In the meantime, some national data are available in a class of 2021 cohort report delivered to state educational officials. And some of those states, such as Florida, have made the results publicly accessible online.
According to that report, Black students in the 2021 class made up 8.1 percent of AP test-takers and 4.6 percent of exam-takers scoring 3 or higher on the tests on the 5-point scale. (A score of 3 is the minimum score for which some colleges grant AP credit.) Black students made up 13.9 percent of the class of 2021, according to the report.
Hispanic/Latino students made up a proportion of the exam-taking participants that was much closer to their makeup of the overall class of 2021—25.7 percent of exam-takers and 25.8 percent of the 2021 class. The College Board says 23.6 of Hispanic/Latino test-takers scored 3 or higher.
Students identified as Asian made up just 6 percent of the class of 2021 but accounted for 11 percent of test-takers and 13.5 percent of the test-takers scoring 3 or higher.
Non-Hispanic white students made up 49.6 percent of the class and 48.1 percent of AP test-takers, with 51.5 percent scoring 3 or higher. (Other categories were American Indian/Alaska Native, Native Hawaiian/other Pacific Islander, and students of two or more races.)
The College Board says that under its equity policy, the AP program encourages schools to ensure that the demographics of AP classes reflect the demographics of a school. By applying that principle to the national cohort, one demographic group—Black students—remains short of the goal.
When it comes to English learners’ academic progress
The nation’s growing English-learner population faced disproportionate challenges when schools shifted to virtual learning at the height of the pandemic. Their hurdles ranged from unreliable home internet access to not having enough adult support for learning at home, according to a U.S. Government Accountability Office report.

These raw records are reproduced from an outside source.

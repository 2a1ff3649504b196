use crate::{Image, PixelLayout};
use anyhow::{Context, Result};
use image::DynamicImage;
use std::path::Path;

impl Image {
    /// Decodes a still image file (PNG or JPEG) into an RGBA frame.
    pub fn open_file(path: impl AsRef<Path>) -> Result<Self> {
        let path = path.as_ref();
        let decoded = image::open(path)
            .with_context(|| format!("Failed to decode image {}", path.display()))?;
        Ok(Self::from_dynamic(decoded))
    }

    pub(crate) fn from_dynamic(decoded: DynamicImage) -> Self {
        let rgba = decoded.to_rgba8();
        let (width, height) = rgba.dimensions();
        Image {
            width,
            height,
            layout: PixelLayout::Rgba,
            data: rgba.into_raw(),
        }
    }

    pub(crate) fn to_dynamic(&self) -> Result<DynamicImage> {
        let dynamic = match self.layout {
            PixelLayout::Rgb => image::RgbImage::from_raw(self.width, self.height, self.data.clone())
                .map(DynamicImage::ImageRgb8),
            PixelLayout::Rgba => image::RgbaImage::from_raw(self.width, self.height, self.data.clone())
                .map(DynamicImage::ImageRgba8),
        };
        dynamic.context("Frame buffer does not match its declared size")
    }
}
use crate::capture::FrameSource;
use crate::image::decoder::size::ResizeImage;
use crate::Image;
use anyhow::{bail, Result};
use log::{info, warn};
use std::path::PathBuf;
use walkdir::WalkDir;

const FRAME_EXTENSIONS: [&str; 3] = ["png", "jpg", "jpeg"];

/// Replays the still images of a directory as a looping camera feed.
#[derive(Debug)]
pub struct ImageSequence {
    dir: PathBuf,
    files: Vec<PathBuf>,
    cursor: usize,
    size: Option<(u32, u32)>,
}

impl ImageSequence {
    pub fn new(dir: impl Into<PathBuf>) -> Self {
        ImageSequence {
            dir: dir.into(),
            files: Vec::new(),
            cursor: 0,
            size: None,
        }
    }

    fn scan(&self) -> Vec<PathBuf> {
        let mut files = WalkDir::new(&self.dir)
            .max_depth(1)
            .into_iter()
            .filter_map(|entry| entry.ok())
            .filter(|entry| entry.file_type().is_file())
            .map(|entry| entry.into_path())
            .filter(|path| {
                path.extension()
                    .and_then(|ext| ext.to_str())
                    .map(|ext| FRAME_EXTENSIONS.contains(&ext.to_ascii_lowercase().as_str()))
                    .unwrap_or(false)
            })
            .collect::<Vec<_>>();
        files.sort();
        files
    }
}

impl FrameSource for ImageSequence {
    fn start(&mut self, width: u32, height: u32) -> Result<(u32, u32)> {
        if !self.dir.is_dir() {
            bail!("Frame directory {} does not exist", self.dir.display());
        }
        let files = self.scan();
        if files.is_empty() {
            bail!("No frames found in {}", self.dir.display());
        }

        info!("Replaying {} frame(s) from {}", files.len(), self.dir.display());
        self.files = files;
        self.cursor = 0;
        self.size = Some((width, height));
        Ok((width, height))
    }

    fn stop(&mut self) {
        self.size = None;
        self.files.clear();
    }

    fn is_active(&self) -> bool {
        self.size.is_some()
    }

    fn grab(&mut self) -> Result<Option<Image>> {
        let Some(size) = self.size else {
            return Ok(None);
        };
        if self.files.is_empty() {
            return Ok(None);
        }

        let path = &self.files[self.cursor];
        self.cursor = (self.cursor + 1) % self.files.len();

        let mut frame = match Image::open_file(path) {
            Ok(frame) => frame,
            Err(e) => {
                warn!("Skipping unreadable frame {}: {}", path.display(), e);
                return Ok(None);
            }
        };
        frame.resize_to(size)?;

        Ok(Some(frame))
    }
}

#[cfg(test)]
mod tests {
    use super::*;
    use crate::RGB;

    #[test]
    fn loops_over_directory_and_resizes() -> Result<()> {
        let dir = tempfile::tempdir()?;
        Image::filled(8, 8, RGB(255, 0, 0)).save(dir.path().join("a.png"))?;
        Image::filled(8, 8, RGB(0, 0, 255)).save(dir.path().join("b.png"))?;
        std::fs::write(dir.path().join("notes.txt"), "ignored")?;

        let mut sequence = ImageSequence::new(dir.path());
        assert!(sequence.grab()?.is_none());
        assert_eq!(sequence.start(4, 2)?, (4, 2));

        let colors = (0..3)
            .map(|_| sequence.grab().map(|f| f.map(|f| (f.get_size(), f.pixel(0, 0)))))
            .collect::<Result<Vec<_>>>()?;
        assert_eq!(
            colors,
            vec![
                Some(((4, 2), RGB(255, 0, 0))),
                Some(((4, 2), RGB(0, 0, 255))),
                Some(((4, 2), RGB(255, 0, 0))),
            ]
        );

        sequence.stop();
        assert!(!sequence.is_active());
        Ok(())
    }

    #[test]
    fn missing_directory_fails_to_start() {
        let mut sequence = ImageSequence::new("/definitely/not/here");
        assert!(sequence.start(640, 480).is_err());
    }
}
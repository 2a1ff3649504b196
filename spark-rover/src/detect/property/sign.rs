use crate::detect::{GO_GREEN_MIN_SAMPLES, SIGN_REGION_END, SIGN_STRIDE, STOP_RED_MIN_SAMPLES};
use serde::Serialize;
use spark_media::{Image, RGB};
use std::fmt::{Display, Formatter};

#[derive(Debug, Clone, Copy, PartialEq, Eq, Hash, Serialize)]
#[serde(rename_all = "SCREAMING_SNAKE_CASE")]
pub enum TrafficSign {
    Stop,
    GreenLight,
}

impl Display for TrafficSign {
    fn fmt(&self, f: &mut Formatter<'_>) -> std::fmt::Result {
        match self {
            TrafficSign::Stop => write!(f, "STOP"),
            TrafficSign::GreenLight => write!(f, "GREEN_LIGHT"),
        }
    }
}

#[derive(Debug, Clone, Copy, PartialEq, Eq, Default, Serialize)]
pub struct SignReading {
    pub sign: Option<TrafficSign>,
    /// Red plus green sample count.
    pub confidence: u32,
}

#[inline]
fn is_stop_red(RGB(r, g, b): RGB) -> bool {
    r > 180 && g < 80 && b < 80
}

#[inline]
fn is_go_green(RGB(r, g, b): RGB) -> bool {
    r < 80 && g > 180 && b < 80
}

impl SignReading {
    /// Color-density thresholding over the upper half of the frame, sampled on a coarse
    /// grid. No shape analysis.
    pub fn detect(frame: &Image) -> Self {
        let end_y = (frame.get_height() as f64 * SIGN_REGION_END).floor() as u32;

        let mut red = 0u32;
        let mut green = 0u32;
        for y in (0..end_y).step_by(SIGN_STRIDE) {
            for x in (0..frame.get_width()).step_by(SIGN_STRIDE) {
                let pixel = frame.pixel(x, y);
                if is_stop_red(pixel) {
                    red += 1;
                }
                if is_go_green(pixel) {
                    green += 1;
                }
            }
        }

        Self::classify(red, green)
    }

    pub(crate) fn classify(red: u32, green: u32) -> Self {
        let sign = if red > STOP_RED_MIN_SAMPLES {
            Some(TrafficSign::Stop)
        } else if green > GO_GREEN_MIN_SAMPLES {
            Some(TrafficSign::GreenLight)
        } else {
            None
        };

        SignReading {
            sign,
            confidence: red + green,
        }
    }
}
use crate::control::command::MotionCommand;
use crate::detect::analysis::decision::{AlertKind, Decision, DecisionContext, DisplayState, MotorState};
use crate::detect::analysis::DecisionRule;
use crate::detect::property::frame_readings::FrameReadings;

#[derive(Debug, Copy, Clone)]
pub struct ObstacleRule;

impl DecisionRule for ObstacleRule {
    fn name(&self) -> &'static str {
        "obstacle"
    }

    fn decide(&self, readings: &FrameReadings, context: &DecisionContext) -> Option<Decision> {
        let obstacle = &readings.obstacle;
        if !obstacle.detected || obstacle.distance >= context.safe_distance {
            return None;
        }

        let display = DisplayState {
            motor: MotorState::Stopped,
            ..Default::default()
        };
        Some(
            Decision::new(MotionCommand::stop(), display)
                .with_alert(AlertKind::Obstacle, format!("Obstacle at {}cm", obstacle.distance)),
        )
    }
}
use crate::config::{ConfigUpdate, RoverConfig};
use crate::control::command::MAX_MAGNITUDE;
use crate::detect::analysis::decision::DecisionContext;
use crate::detect::property::color::ColorReferenceSet;
use serde::Serialize;
use std::time::Duration;

/// The session's live tunables. Only the session task mutates them.
#[derive(Debug, Clone, PartialEq, Eq, Serialize)]
pub struct SessionSettings {
    pub selected_colors: ColorReferenceSet,
    pub line_threshold: u8,
    pub safe_distance: u32,
    pub manual_speed: u8,
    pub cruise_speed: u8,
    pub interval_ms: u64,
    pub stop_duration_ms: u64,
}

impl Default for SessionSettings {
    fn default() -> Self {
        SessionSettings::from_config(&RoverConfig::default())
    }
}

impl SessionSettings {
    pub fn from_config(config: &RoverConfig) -> Self {
        let detection = &config.detection;
        SessionSettings {
            selected_colors: detection.colors(),
            line_threshold: detection.line_threshold,
            safe_distance: detection.safe_distance,
            manual_speed: config.manual_speed.min(MAX_MAGNITUDE),
            cruise_speed: detection.cruise_speed.min(MAX_MAGNITUDE),
            interval_ms: detection.interval_ms,
            stop_duration_ms: detection.stop_duration_ms,
        }
    }

    pub fn interval(&self) -> Duration {
        Duration::from_millis(self.interval_ms)
    }

    pub fn decision_context(&self) -> DecisionContext {
        DecisionContext {
            safe_distance: self.safe_distance,
            cruise_speed: self.cruise_speed,
            stop_duration: Duration::from_millis(self.stop_duration_ms),
        }
    }

    /// Applies the present fields and describes each change for the journal.
    pub fn apply(&mut self, update: &ConfigUpdate) -> Vec<String> {
        let mut changes = Vec::new();

        if let Some(colors) = &update.selected_colors {
            self.selected_colors = colors.iter().copied().collect();
            changes.push(format!("Selected colors: {}", self.selected_colors));
        }
        if let Some(threshold) = update.line_threshold {
            self.line_threshold = threshold;
            changes.push(format!("Line threshold: {}", threshold));
        }
        if let Some(distance) = update.safe_distance {
            self.safe_distance = distance;
            changes.push(format!("Safe distance: {}cm", distance));
        }
        if let Some(speed) = update.manual_speed {
            self.manual_speed = speed.min(MAX_MAGNITUDE as u32) as u8;
            changes.push(format!("Manual speed: {}", self.manual_speed));
        }

        changes
    }
}

#[cfg(test)]
mod tests {
    use super::*;
    use crate::detect::property::color::ColorCategory;

    #[test]
    fn update_changes_only_given_fields() {
        let mut settings = SessionSettings::default();
        let changes = settings.apply(&ConfigUpdate {
            safe_distance: Some(35),
            ..Default::default()
        });

        assert_eq!(changes, vec!["Safe distance: 35cm".to_string()]);
        assert_eq!(settings.safe_distance, 35);
        assert_eq!(settings.manual_speed, 50);
        assert_eq!(settings.line_threshold, 50);
    }

    #[test]
    fn manual_speed_is_clamped() {
        let mut settings = SessionSettings::default();
        settings.apply(&ConfigUpdate {
            manual_speed: Some(250),
            ..Default::default()
        });
        assert_eq!(settings.manual_speed, 100);
    }

    #[test]
    fn colors_can_be_emptied() {
        let mut settings = SessionSettings::default();
        settings.apply(&ConfigUpdate {
            selected_colors: Some(vec![]),
            ..Default::default()
        });
        assert!(settings.selected_colors.is_empty());

        settings.apply(&ConfigUpdate {
            selected_colors: Some(vec![ColorCategory::Yellow, ColorCategory::Yellow]),
            ..Default::default()
        });
        assert_eq!(settings.selected_colors.len(), 1);
    }

    #[test]
    fn decision_context_mirrors_settings() {
        let settings = SessionSettings::default();
        let context = settings.decision_context();
        assert_eq!(context, DecisionContext::default());
    }
}
use crate::detect::{
    EDGES_PER_CM, EDGE_DIFF_THRESHOLD, FAR_DISTANCE_CM, MIN_DISTANCE_CM, OBSTACLE_MIN_EDGES,
    OBSTACLE_WINDOW_RADIUS,
};
use serde::Serialize;
use spark_media::Image;

/// Texture-density proxy for something close in front of the camera.
#[derive(Debug, Clone, Copy, PartialEq, Eq, Serialize)]
pub struct ObstacleReading {
    pub detected: bool,
    /// Estimated proximity in whole centimeters, never below 10.
    pub distance: u32,
    pub edge_count: u32,
}

impl Default for ObstacleReading {
    fn default() -> Self {
        ObstacleReading {
            detected: false,
            distance: FAR_DISTANCE_CM,
            edge_count: 0,
        }
    }
}

impl ObstacleReading {
    /// Counts abrupt horizontal color changes inside the central window.
    pub fn detect(frame: &Image) -> Self {
        Self::from_edges(count_center_edges(frame))
    }

    pub(crate) fn from_edges(edge_count: u32) -> Self {
        if edge_count <= OBSTACLE_MIN_EDGES {
            return ObstacleReading {
                edge_count,
                ..Default::default()
            };
        }

        let estimate = (FAR_DISTANCE_CM as f64 - edge_count as f64 / EDGES_PER_CM).max(MIN_DISTANCE_CM);
        ObstacleReading {
            detected: true,
            // Half-up rounding; the estimate is always positive.
            distance: (estimate + 0.5).floor() as u32,
            edge_count,
        }
    }
}

fn count_center_edges(frame: &Image) -> u32 {
    let width = frame.get_width() as i64;
    let height = frame.get_height() as i64;
    let center_x = width / 2;
    let center_y = height / 2;

    let mut edges = 0;
    for y in center_y - OBSTACLE_WINDOW_RADIUS..center_y + OBSTACLE_WINDOW_RADIUS {
        // Border rows and columns have no full neighbourhood.
        if y <= 0 || y >= height - 1 {
            continue;
        }
        for x in center_x - OBSTACLE_WINDOW_RADIUS..center_x + OBSTACLE_WINDOW_RADIUS {
            if x <= 0 || x >= width - 1 {
                continue;
            }
            let here = frame.pixel(x as u32, y as u32);
            let next = frame.pixel(x as u32 + 1, y as u32);
            if here.channel_distance(&next) > EDGE_DIFF_THRESHOLD {
                edges += 1;
            }
        }
    }
    edges
}

#[cfg(test)]
mod tests {
    use super::*;
    use spark_media::RGB;

    /// Vertical stripes every other column: every pixel in the window is an edge.
    fn striped(width: u32, height: u32) -> Image {
        let mut frame = Image::filled(width, height, RGB::BLACK);
        for x in (0..width).step_by(2) {
            frame.fill_rect(x, 0, 1, height, RGB::WHITE);
        }
        frame
    }

    #[test]
    fn uniform_window_has_no_obstacle() {
        let reading = ObstacleReading::detect(&Image::filled(640, 480, RGB(120, 80, 40)));
        assert!(!reading.detected);
        assert_eq!(reading.distance, 100);
        assert_eq!(reading.edge_count, 0);
    }

    #[test]
    fn dense_texture_is_close() {
        let reading = ObstacleReading::detect(&striped(640, 480));
        // 100 x 100 window, all edges: 100 - 10000/20 clamps to the floor.
        assert_eq!(reading.edge_count, 10_000);
        assert!(reading.detected);
        assert_eq!(reading.distance, 10);
    }

    #[test]
    fn window_is_clipped_on_small_frames() {
        // 20x10 frame: interior x in 1..19 and y in 1..9.
        let reading = ObstacleReading::detect(&striped(20, 10));
        assert_eq!(reading.edge_count, 18 * 8);
        assert!(!reading.detected);
    }

    #[test]
    fn distance_estimate_and_rounding() {
        assert_eq!(ObstacleReading::from_edges(200), ObstacleReading { edge_count: 200, ..Default::default() });
        assert_eq!(ObstacleReading::from_edges(201).distance, 90);
        assert_eq!(ObstacleReading::from_edges(210).distance, 90);
        assert_eq!(ObstacleReading::from_edges(1_000).distance, 50);
        assert_eq!(ObstacleReading::from_edges(1_790).distance, 11);
        assert_eq!(ObstacleReading::from_edges(5_000).distance, 10);
    }
}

Researchers and advocates alike said that insufficient access to high-quality academic support was already a long-standing issue for these students compared with students whose first language is English. When it comes to newly arrived immigrant students, that inequity is further complicated, some say, by how federal funding works for this group.
The just-released National Assessment of Educational Progress results—the first to come around since the pandemic started—found that 4th grade English learners in public schools scored an average of 216 in math compared with an average score of 239 for students who are not in that category. In 4th grade reading, English learners scored an average of 190 compared with 222 from their non-English-learner peers. In both subjects, 4th grade English learners fell short of being classified as NAEP “proficient.”
As educators make plans for learning recovery for this particular student population—which makes up about 10 percent of the nation’s overall public school enrollment—experts have called for an emphasis on family engagement and students’ assets such as their home-language skills or cultural knowledge.